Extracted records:
.....

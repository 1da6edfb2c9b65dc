//! Execution backend trait and the request/result types it speaks.
//!
//! [`crate::pool::SandboxPool`] is the production implementation; the judge
//! only depends on this trait so it can be driven by a mock in tests.

use std::path::PathBuf;

use async_trait::async_trait;
use serde::Serialize;

use crate::error::ExecutorError;
use crate::limits::ResourceLimits;
use crate::metadata::Metadata;

/// What to run inside the sandbox.
#[derive(Debug, Clone, PartialEq, Eq)]
pub enum SandboxCommand {
    /// Interpreted by `/bin/sh -c` inside the box.
    Shell(String),
    /// Executed directly; the first element is the program.
    Argv(Vec<String>),
}

impl SandboxCommand {
    pub fn argv<I, S>(args: I) -> Self
    where
        I: IntoIterator<Item = S>,
        S: Into<String>,
    {
        Self::Argv(args.into_iter().map(Into::into).collect())
    }

    /// The argument vector handed to the isolation tool after `--`.
    pub fn to_argv(&self) -> Vec<String> {
        match self {
            Self::Shell(script) => vec!["/bin/sh".to_string(), "-c".to_string(), script.clone()],
            Self::Argv(args) => args.clone(),
        }
    }
}

/// A file placed into the box before the run.
#[derive(Debug, Clone, PartialEq, Eq)]
pub enum InputFile {
    /// Copied from a host path.
    Path { name: String, source: PathBuf },
    /// Written from inline text.
    Inline { name: String, contents: String },
}

impl InputFile {
    pub fn name(&self) -> &str {
        match self {
            Self::Path { name, .. } | Self::Inline { name, .. } => name,
        }
    }
}

/// A file copied out of the box after the run.
#[derive(Debug, Clone, PartialEq, Eq)]
pub struct OutputFile {
    /// Name relative to the box directory.
    pub name: String,
    /// Host path to copy it to.
    pub destination: PathBuf,
}

/// Options of one execution request.
#[derive(Debug, Clone, Default)]
pub struct ExecuteOptions {
    /// Written to the box and connected to the program's stdin.
    pub stdin: Option<String>,
    pub input_files: Vec<InputFile>,
    pub output_files: Vec<OutputFile>,
    /// Pass the host environment through (`--full-env`).
    pub inherit_env: bool,
    pub limits: ResourceLimits,
}

/// Result of one sandboxed run. Nonzero exits and kills are data.
#[derive(Debug, Clone, Default, Serialize)]
pub struct ExecutionResult {
    /// Exit code derived from the metadata report, see the pool docs.
    pub exit_code: i32,
    /// Combined stdout and stderr of the program.
    pub output: String,
    /// The isolation tool's own diagnostic line, e.g. `Time limit exceeded`.
    pub message: Option<String>,
    /// Parsed `--meta` report.
    pub metadata: Metadata,
}

/// Advisory snapshot of pool occupancy.
#[derive(Debug, Clone, Copy, PartialEq, Eq, Serialize)]
pub struct PoolStatus {
    pub total: usize,
    pub available: usize,
}

/// Trait for sandbox execution backends.
#[async_trait]
pub trait IsolationBackend: Send + Sync {
    /// Run `command` in a sandbox. Lower `priority` values are served first
    /// when callers queue for a slot.
    async fn execute(
        &self,
        command: &SandboxCommand,
        priority: i32,
        options: &ExecuteOptions,
    ) -> Result<ExecutionResult, ExecutorError>;

    /// Advisory occupancy snapshot; never blocks.
    fn status(&self) -> PoolStatus;
}
//! One long-lived shell with a single command in flight at a time.
//!
//! A command that outlives its timeout takes the whole process group down
//! with it: the shell is killed and a fresh one is spawned before the call
//! returns, so the owning slot stays usable. A command whose caller went away
//! mid-flight is treated the same way at the start of the next `execute`.

use std::process::Stdio;
use std::sync::atomic::{AtomicBool, Ordering};
use std::time::Duration;

use nix::sys::signal::{killpg, Signal};
use nix::unistd::Pid;
use tokio::io::{AsyncReadExt, AsyncWriteExt};
use tokio::process::{Child, ChildStderr, ChildStdin, ChildStdout, Command};
use tokio::sync::Mutex;
use tracing::{debug, info, warn};

use super::protocol::{new_marker, split_stderr, split_stdout, wrap_command};
use super::ShellOutput;
use crate::error::ShellError;

const READ_CHUNK: usize = 8192;

/// A spawned shell and its pipes.
struct ShellProcess {
    child: Child,
    stdin: ChildStdin,
    stdout: ChildStdout,
    stderr: ChildStderr,
    /// Set while a command is written but its sentinels not yet read.
    in_flight: bool,
}

impl ShellProcess {
    fn spawn(program: &str) -> Result<Self, ShellError> {
        let mut child = Command::new(program)
            .stdin(Stdio::piped())
            .stdout(Stdio::piped())
            .stderr(Stdio::piped())
            .process_group(0)
            .kill_on_drop(true)
            .spawn()
            .map_err(|source| ShellError::Spawn {
                program: program.to_string(),
                source,
            })?;

        let missing = |stream: &str| {
            ShellError::Io(std::io::Error::other(format!("shell {stream} was not captured")))
        };
        let stdin = child.stdin.take().ok_or_else(|| missing("stdin"))?;
        let stdout = child.stdout.take().ok_or_else(|| missing("stdout"))?;
        let stderr = child.stderr.take().ok_or_else(|| missing("stderr"))?;

        Ok(Self {
            child,
            stdin,
            stdout,
            stderr,
            in_flight: false,
        })
    }

    /// Write one wrapped command and read both streams up to their sentinels.
    async fn run(&mut self, wrapped: &str, marker: &str) -> Result<ShellOutput, ShellError> {
        self.in_flight = true;
        self.stdin.write_all(wrapped.as_bytes()).await?;
        self.stdin.flush().await?;

        let mut out = Vec::new();
        let mut err = Vec::new();
        let mut out_chunk = [0u8; READ_CHUNK];
        let mut err_chunk = [0u8; READ_CHUNK];
        let mut out_done = None;
        let mut err_done = None;

        let ((out_end, exit_code), err_end) = loop {
            if let (Some(out_split), Some(err_split)) = (out_done, err_done) {
                break (out_split, err_split);
            }

            tokio::select! {
                read = self.stdout.read(&mut out_chunk), if out_done.is_none() => {
                    let n = read?;
                    if n == 0 {
                        return Err(ShellError::Exited);
                    }
                    out.extend_from_slice(&out_chunk[..n]);
                    out_done = split_stdout(&out, marker);
                }
                read = self.stderr.read(&mut err_chunk), if err_done.is_none() => {
                    let n = read?;
                    if n == 0 {
                        return Err(ShellError::Exited);
                    }
                    err.extend_from_slice(&err_chunk[..n]);
                    err_done = split_stderr(&err, marker);
                }
            }
        };

        self.in_flight = false;
        Ok(ShellOutput {
            stdout: String::from_utf8_lossy(&out[..out_end]).into_owned(),
            stderr: String::from_utf8_lossy(&err[..err_end]).into_owned(),
            exit_code,
        })
    }

    /// Kill the shell's whole process group, then reap the shell.
    async fn kill(mut self, name: &str) {
        match self.child.id() {
            Some(pid) => {
                let group = Pid::from_raw(pid as i32);
                if let Err(e) = killpg(group, Signal::SIGKILL) {
                    warn!(shell = %name, pid, error = %e, "killpg failed, killing shell directly");
                    if let Err(e) = self.child.start_kill() {
                        warn!(shell = %name, pid, error = %e, "Direct kill failed");
                    }
                }
            }
            None => debug!(shell = %name, "Shell already exited"),
        }
        if let Err(e) = self.child.wait().await {
            warn!(shell = %name, error = %e, "Failed to reap killed shell");
        }
    }
}

/// Clears the busy flag when a command finishes or its future is dropped.
struct BusyGuard<'a>(&'a AtomicBool);

impl<'a> BusyGuard<'a> {
    fn acquire(flag: &'a AtomicBool) -> Option<Self> {
        flag.compare_exchange(false, true, Ordering::AcqRel, Ordering::Acquire)
            .ok()
            .map(|_| Self(flag))
    }
}

impl Drop for BusyGuard<'_> {
    fn drop(&mut self) {
        self.0.store(false, Ordering::Release);
    }
}

/// A persistent shell bound to one sandbox slot.
pub struct PersistentShell {
    name: String,
    program: String,
    busy: AtomicBool,
    started: AtomicBool,
    process: Mutex<Option<ShellProcess>>,
}

impl PersistentShell {
    /// Create an unstarted shell. Call [`start`](Self::start) before use.
    pub fn new(name: impl Into<String>, program: impl Into<String>) -> Self {
        Self {
            name: name.into(),
            program: program.into(),
            busy: AtomicBool::new(false),
            started: AtomicBool::new(false),
            process: Mutex::new(None),
        }
    }

    /// Create and start a shell.
    pub async fn spawn(name: impl Into<String>, program: impl Into<String>) -> Result<Self, ShellError> {
        let shell = Self::new(name, program);
        shell.start().await?;
        Ok(shell)
    }

    /// Spawn the backing process.
    pub async fn start(&self) -> Result<(), ShellError> {
        let process = ShellProcess::spawn(&self.program)?;
        info!(shell = %self.name, pid = ?process.child.id(), "Spawned shell");
        *self.process.lock().await = Some(process);
        self.started.store(true, Ordering::Release);
        Ok(())
    }

    pub fn name(&self) -> &str {
        &self.name
    }

    /// Whether a command is currently in flight.
    pub fn is_busy(&self) -> bool {
        self.busy.load(Ordering::Acquire)
    }

    /// Run `command` and wait for it, at most `timeout`.
    ///
    /// Fails with [`ShellError::AlreadyBusy`] while another command is in
    /// flight and with [`ShellError::NotInitialized`] before
    /// [`start`](Self::start). On timeout the shell is killed and respawned.
    pub async fn execute(&self, command: &str, timeout: Duration) -> Result<ShellOutput, ShellError> {
        let _busy = BusyGuard::acquire(&self.busy).ok_or(ShellError::AlreadyBusy)?;
        if !self.started.load(Ordering::Acquire) {
            return Err(ShellError::NotInitialized);
        }

        let mut process = self.process.lock().await;
        if process.as_ref().is_some_and(|p| p.in_flight) {
            warn!(shell = %self.name, "Previous command was abandoned mid-flight, replacing shell");
            if let Some(old) = process.take() {
                old.kill(&self.name).await;
            }
        }
        if process.is_none() {
            info!(shell = %self.name, "Spawning replacement shell");
            *process = Some(ShellProcess::spawn(&self.program)?);
        }
        let Some(running) = process.as_mut() else {
            return Err(ShellError::NotInitialized);
        };

        debug!(shell = %self.name, timeout_ms = timeout.as_millis() as u64, command, "Executing");
        let marker = new_marker();
        let wrapped = wrap_command(command, &marker);
        let outcome = tokio::time::timeout(timeout, running.run(&wrapped, &marker)).await;

        let error = match outcome {
            Ok(Ok(output)) => return Ok(output),
            Ok(Err(e)) => {
                warn!(shell = %self.name, error = %e, "Shell command failed, restarting shell");
                e
            }
            Err(_) => {
                warn!(shell = %self.name, timeout_ms = timeout.as_millis() as u64, "Command timed out, killing shell");
                ShellError::TimedOut(timeout)
            }
        };

        if let Some(old) = process.take() {
            old.kill(&self.name).await;
        }
        match ShellProcess::spawn(&self.program) {
            Ok(fresh) => {
                info!(shell = %self.name, pid = ?fresh.child.id(), "Respawned shell");
                *process = Some(fresh);
            }
            Err(e) => warn!(shell = %self.name, error = %e, "Respawn failed, will retry on next command"),
        }

        Err(error)
    }

    /// Kill the backing process. The shell must be started again before use.
    pub async fn shutdown(&self) {
        let old = self.process.lock().await.take();
        if let Some(old) = old {
            old.kill(&self.name).await;
            debug!(shell = %self.name, "Shell shut down");
        }
        self.started.store(false, Ordering::Release);
    }
}
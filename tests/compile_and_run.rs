use std::time::{Duration, Instant};

use sandbox_executor::judge::{CompileRunRequest, Verdict};

mod common;

use common::Sandbox;

const SUM: &str = "read a b\necho $((a + b))\n";

#[tokio::test]
async fn sum_program_is_accepted_for_every_input() {
    let sandbox = Sandbox::new(2).await;
    let request = CompileRunRequest::new("shell", SUM).with_inputs(["1 1", "2 2"]);

    let response = sandbox.judge.compile_and_run(&request).await.unwrap();

    assert_eq!(response.verdict, Verdict::Accepted);
    assert_eq!(response.results.len(), 2);
    assert_eq!(response.results[0].output, "2\n");
    assert_eq!(response.results[1].output, "4\n");
    assert!(response.results.iter().all(|r| r.verdict == Verdict::Accepted));
    assert_eq!(response.executable_size, SUM.len() as u64);

    // One compile and two runs, each cleaned up
    assert_eq!(sandbox.calls("init"), 3);
    assert_eq!(sandbox.calls("cleanup"), 3);
    assert_eq!(sandbox.pool.status().available, 2);
}

#[tokio::test]
async fn sleeping_input_is_the_only_time_limit_exceeded() {
    let sandbox = Sandbox::new(2).await;
    let source = "read n\nif [ \"$n\" = sleep ]; then sleep 10; fi\necho \"$n\"\n";
    let mut request = CompileRunRequest::new("shell", source).with_inputs(["a", "sleep", "b"]);
    request.run_limits.time_ms = 300;

    let started = Instant::now();
    let response = sandbox.judge.compile_and_run(&request).await.unwrap();

    let verdicts: Vec<_> = response.results.iter().map(|r| r.verdict).collect();
    assert_eq!(
        verdicts,
        [Verdict::Accepted, Verdict::TimeLimitExceeded, Verdict::Accepted]
    );
    assert_eq!(response.verdict, Verdict::TimeLimitExceeded);
    assert_eq!(response.results[0].output, "a\n");
    assert_eq!(response.results[2].output, "b\n");
    assert!(started.elapsed() < Duration::from_secs(10));
}

#[tokio::test]
async fn syntax_error_is_a_compilation_error() {
    let sandbox = Sandbox::new(1).await;
    let request = CompileRunRequest::new("shell", "if then fi (\n").with_inputs(["1 2"]);

    let response = sandbox.judge.compile_and_run(&request).await.unwrap();

    assert_eq!(response.verdict, Verdict::CompilationError);
    assert!(!response.compile_output.trim().is_empty());
    assert!(response.results.is_empty());
    assert_eq!(sandbox.calls("run"), 1);
    assert_eq!(sandbox.calls("cleanup"), 1);
}

#[tokio::test]
async fn wrong_exit_and_wrong_output_are_reported() {
    let sandbox = Sandbox::new(2).await;
    let source = "read n\necho \"$n\"\n[ \"$n\" = fail ] && exit 3\nexit 0\n";
    let mut request = CompileRunRequest::new("shell", source).with_inputs(["ok", "fail", "other"]);
    request.expected_outputs = Some(vec!["ok".into(), "fail".into(), "expected".into()]);

    let response = sandbox.judge.compile_and_run(&request).await.unwrap();

    let verdicts: Vec<_> = response.results.iter().map(|r| r.verdict).collect();
    assert_eq!(
        verdicts,
        [Verdict::Accepted, Verdict::InvalidReturn, Verdict::WrongAnswer]
    );
    assert_eq!(response.results[1].exit_code, 3);
    assert_eq!(response.verdict, Verdict::InvalidReturn);
}

#[tokio::test]
async fn more_inputs_than_boxes_all_complete() {
    let sandbox = Sandbox::new(2).await;
    let inputs: Vec<String> = (1..=6).map(|n| format!("{n} {n}")).collect();
    let request = CompileRunRequest::new("shell", SUM).with_inputs(inputs);

    let response = sandbox.judge.compile_and_run(&request).await.unwrap();

    assert_eq!(response.verdict, Verdict::Accepted);
    let outputs: Vec<_> = response.results.iter().map(|r| r.output.trim()).collect();
    assert_eq!(outputs, ["2", "4", "6", "8", "10", "12"]);
    assert_eq!(sandbox.calls("cleanup"), 7);
    assert_eq!(sandbox.pool.status().available, 2);
}
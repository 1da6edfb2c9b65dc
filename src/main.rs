//! sandbox-executor
//!
//! Compiles and runs untrusted programs in a pool of isolate sandboxes,
//! either as an MCP server on stdio or once from the command line.

use std::path::{Path, PathBuf};
use std::sync::Arc;

use anyhow::{Context, Result};
use clap::Parser;
use tracing::info;
use tracing_subscriber::EnvFilter;

use sandbox_executor::config::Config;
use sandbox_executor::judge::{CompileRunRequest, Judge, JudgeConfig, OptimizationLevel, WarningLevel};
use sandbox_executor::mcp;
use sandbox_executor::pool::{PoolConfig, SandboxPool};

#[derive(Parser, Debug)]
#[command(name = "sandbox-executor")]
#[command(about = "Compile and run untrusted code in pooled isolate sandboxes")]
struct Args {
    /// Run in stdio mode (for MCP clients)
    #[arg(long)]
    stdio: bool,

    /// JSON configuration file (defaults to $SANDBOX_EXECUTOR_CONFIG)
    #[arg(long)]
    config: Option<PathBuf>,

    /// Log level (trace, debug, info, warn, error)
    #[arg(long, default_value = "info")]
    log_level: String,

    /// Language of the source to judge once
    #[arg(long, requires = "source")]
    language: Option<String>,

    /// Source file to judge once
    #[arg(long, requires = "language")]
    source: Option<PathBuf>,

    /// Stdin for one run; repeat for several runs
    #[arg(long = "input")]
    inputs: Vec<String>,

    /// Optimization level (O0, O1, O2, O3, Os)
    #[arg(long, default_value = "O2")]
    optimization: OptimizationLevel,

    /// Warning level (none, default, all, extra, error)
    #[arg(long, default_value = "default")]
    warnings: WarningLevel,

    /// CPU time limit per run in milliseconds
    #[arg(long, default_value_t = 1000)]
    time_limit_ms: u64,

    /// Memory limit per run in megabytes
    #[arg(long, default_value_t = 256)]
    memory_limit_mb: u64,
}

#[tokio::main]
async fn main() -> Result<()> {
    let args = Args::parse();

    // Initialize logging (stderr so stdout is free for MCP protocol and JSON output)
    tracing_subscriber::fmt()
        .with_env_filter(
            EnvFilter::try_from_default_env().unwrap_or_else(|_| EnvFilter::new(&args.log_level)),
        )
        .with_writer(std::io::stderr)
        .init();

    let config = Config::load(args.config.as_deref()).context("Failed to load configuration")?;
    let languages = config.resolved_languages();

    info!(
        boxes = config.pool.box_count,
        languages = ?languages.keys().collect::<Vec<_>>(),
        "Loaded configuration"
    );

    let pool = SandboxPool::new(PoolConfig::from_section(&config.pool))
        .await
        .context("Failed to start sandbox pool")?;
    let pool = Arc::new(pool);
    let judge = Judge::new(
        Arc::clone(&pool),
        languages,
        JudgeConfig::from_section(&config.judge),
    );

    let outcome = if args.stdio {
        mcp::serve_stdio(judge).await
    } else if let (Some(language), Some(source)) = (&args.language, &args.source) {
        judge_once(&judge, &args, language, source).await
    } else {
        Err(anyhow::anyhow!(
            "Nothing to do: pass --stdio, or --language and --source"
        ))
    };

    pool.shutdown().await;
    outcome
}

async fn judge_once(
    judge: &Judge<SandboxPool>,
    args: &Args,
    language: &str,
    source: &Path,
) -> Result<()> {
    let code = tokio::fs::read_to_string(source)
        .await
        .with_context(|| format!("Failed to read source {}", source.display()))?;

    let mut request = CompileRunRequest::new(language, code).with_inputs(args.inputs.clone());
    request.optimization = args.optimization;
    request.warnings = args.warnings;
    request.run_limits.time_ms = args.time_limit_ms;
    request.run_limits.memory_mb = args.memory_limit_mb;

    let response = judge
        .compile_and_run(&request)
        .await
        .context("Compile-and-run failed")?;
    println!("{}", serde_json::to_string_pretty(&response)?);
    Ok(())
}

.....

§ **Assignment**
Go line by line through the records and copy those that contain the word "ChildStdout".

§ **Exercise output**
use tokio::process::{Child, ChildStderr, ChildStdin, ChildStdout, Command};
    stdout: ChildStdout,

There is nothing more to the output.